Recorded data
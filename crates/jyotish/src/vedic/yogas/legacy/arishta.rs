use super::finding;
use super::policy::LegacyRule;
use crate::chart::types::{Dignity, HouseData, Planet, PlanetPosition};
use crate::vedic::yogas::helpers::{
    are_conjunct, find_planet, house_from, house_lord, house_of, is_dusthana, is_malefic,
    join_planets, ordinal, planets_in_house,
};
use crate::vedic::yogas::types::{Yoga, YogaCategory};

pub(super) fn detect(positions: &[PlanetPosition], houses: &[HouseData]) -> Vec<Yoga> {
    let mut yogas = Vec::new();
    yogas.extend(debilitated_lagna_lord(positions, houses));
    yogas.extend(debilitated_moon_sign_lord(positions, houses));
    yogas.extend(malefics_in_dusthanas(positions));
    yogas.extend(grahan(positions, Planet::Sun, "Surya Grahan Yoga"));
    yogas.extend(grahan(positions, Planet::Moon, "Chandra Grahan Yoga"));
    yogas.extend(papakartari(positions, 1, "Lagna Papakartari Yoga", "the lagna"));
    if let Some(moon) = house_of(positions, Planet::Moon) {
        yogas.extend(papakartari(positions, moon, "Chandra Papakartari Yoga", "the Moon"));
    }
    yogas
}

fn debilitated_lord(
    positions: &[PlanetPosition],
    houses: &[HouseData],
    house: u8,
) -> Option<(Planet, u8)> {
    let lord = house_lord(houses, house)?;
    let position = find_planet(positions, lord)?;
    (position.dignity == Dignity::Debilitated).then_some((lord, position.house))
}

fn debilitated_lagna_lord(positions: &[PlanetPosition], houses: &[HouseData]) -> Option<Yoga> {
    let (lord, placed) = debilitated_lord(positions, houses, 1)?;
    Some(finding(
        YogaCategory::Arishta,
        "Debilitated Lagna Lord Yoga",
        vec![lord],
        vec![1, placed],
        LegacyRule::DebilitatedLagnaLord,
        format!("The lagna lord {lord} is debilitated in the {} house.", ordinal(placed)),
        "Weak constitution and low confidence; health needs care.",
    ))
}

fn debilitated_moon_sign_lord(positions: &[PlanetPosition], houses: &[HouseData]) -> Option<Yoga> {
    let moon = house_of(positions, Planet::Moon)?;
    let (lord, placed) = debilitated_lord(positions, houses, moon)?;
    Some(finding(
        YogaCategory::Arishta,
        "Debilitated Moon-Sign Lord Yoga",
        vec![Planet::Moon, lord],
        vec![moon, placed],
        LegacyRule::DebilitatedMoonSignLord,
        format!(
            "{lord}, lord of the Moon's sign, is debilitated in the {} house.",
            ordinal(placed)
        ),
        "Emotional instability and worry; peace of mind is hard won.",
    ))
}

fn malefics_in_dusthanas(positions: &[PlanetPosition]) -> Option<Yoga> {
    let afflicting: Vec<&PlanetPosition> = positions
        .iter()
        .filter(|p| is_dusthana(p.house) && is_malefic(p.planet, positions))
        .collect();
    if afflicting.len() < 2 {
        return None;
    }
    let planets: Vec<Planet> = afflicting.iter().map(|p| p.planet).collect();
    let houses = afflicting.iter().map(|p| p.house).collect();
    Some(finding(
        YogaCategory::Arishta,
        "Malefics in Dusthanas Yoga",
        planets.clone(),
        houses,
        LegacyRule::MaleficsInDusthanas,
        format!("{} occupy the dusthana houses.", join_planets(&planets)),
        "Periods of illness, debt or conflict; resilience is tested.",
    ))
}

/// A luminary sharing a house with either node.
fn grahan(positions: &[PlanetPosition], luminary: Planet, name: &str) -> Option<Yoga> {
    let nodes: Vec<Planet> = [Planet::Rahu, Planet::Ketu]
        .into_iter()
        .filter(|node| are_conjunct(positions, luminary, *node))
        .collect();
    let node = *nodes.first()?;
    let house = house_of(positions, luminary)?;
    Some(finding(
        YogaCategory::Arishta,
        name,
        vec![luminary, node],
        vec![house],
        LegacyRule::Grahan,
        format!("{luminary} is eclipsed by {node} in the {} house.", ordinal(house)),
        "The significations of the luminary are obscured; confidence or peace of mind suffers.",
    ))
}

/// Malefics in both the 12th and the 2nd from `reference`.
fn papakartari(
    positions: &[PlanetPosition],
    reference: u8,
    name: &str,
    label: &str,
) -> Option<Yoga> {
    let behind = house_from(reference, 12);
    let ahead = house_from(reference, 2);
    let malefics_in = |house: u8| -> Vec<Planet> {
        planets_in_house(positions, house)
            .into_iter()
            .filter(|p| is_malefic(*p, positions))
            .collect()
    };
    let before = malefics_in(behind);
    let after = malefics_in(ahead);
    if before.is_empty() || after.is_empty() {
        return None;
    }
    let planets: Vec<Planet> = before.iter().chain(after.iter()).copied().collect();
    Some(finding(
        YogaCategory::Arishta,
        name,
        planets,
        vec![behind, reference, ahead],
        LegacyRule::Papakartari,
        format!(
            "{} and {} hem in {label} from the 12th and 2nd.",
            join_planets(&before),
            join_planets(&after)
        ),
        "Pressure from both sides; obstacles hem in the affected area of life.",
    ))
}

> Your task: Beginning with the line that holds "from both sides;", restate word for word every line down to the end of the data, and only those lines.

> Exercise response:
        "Pressure from both sides; obstacles hem in the affected area of life.",
    ))
}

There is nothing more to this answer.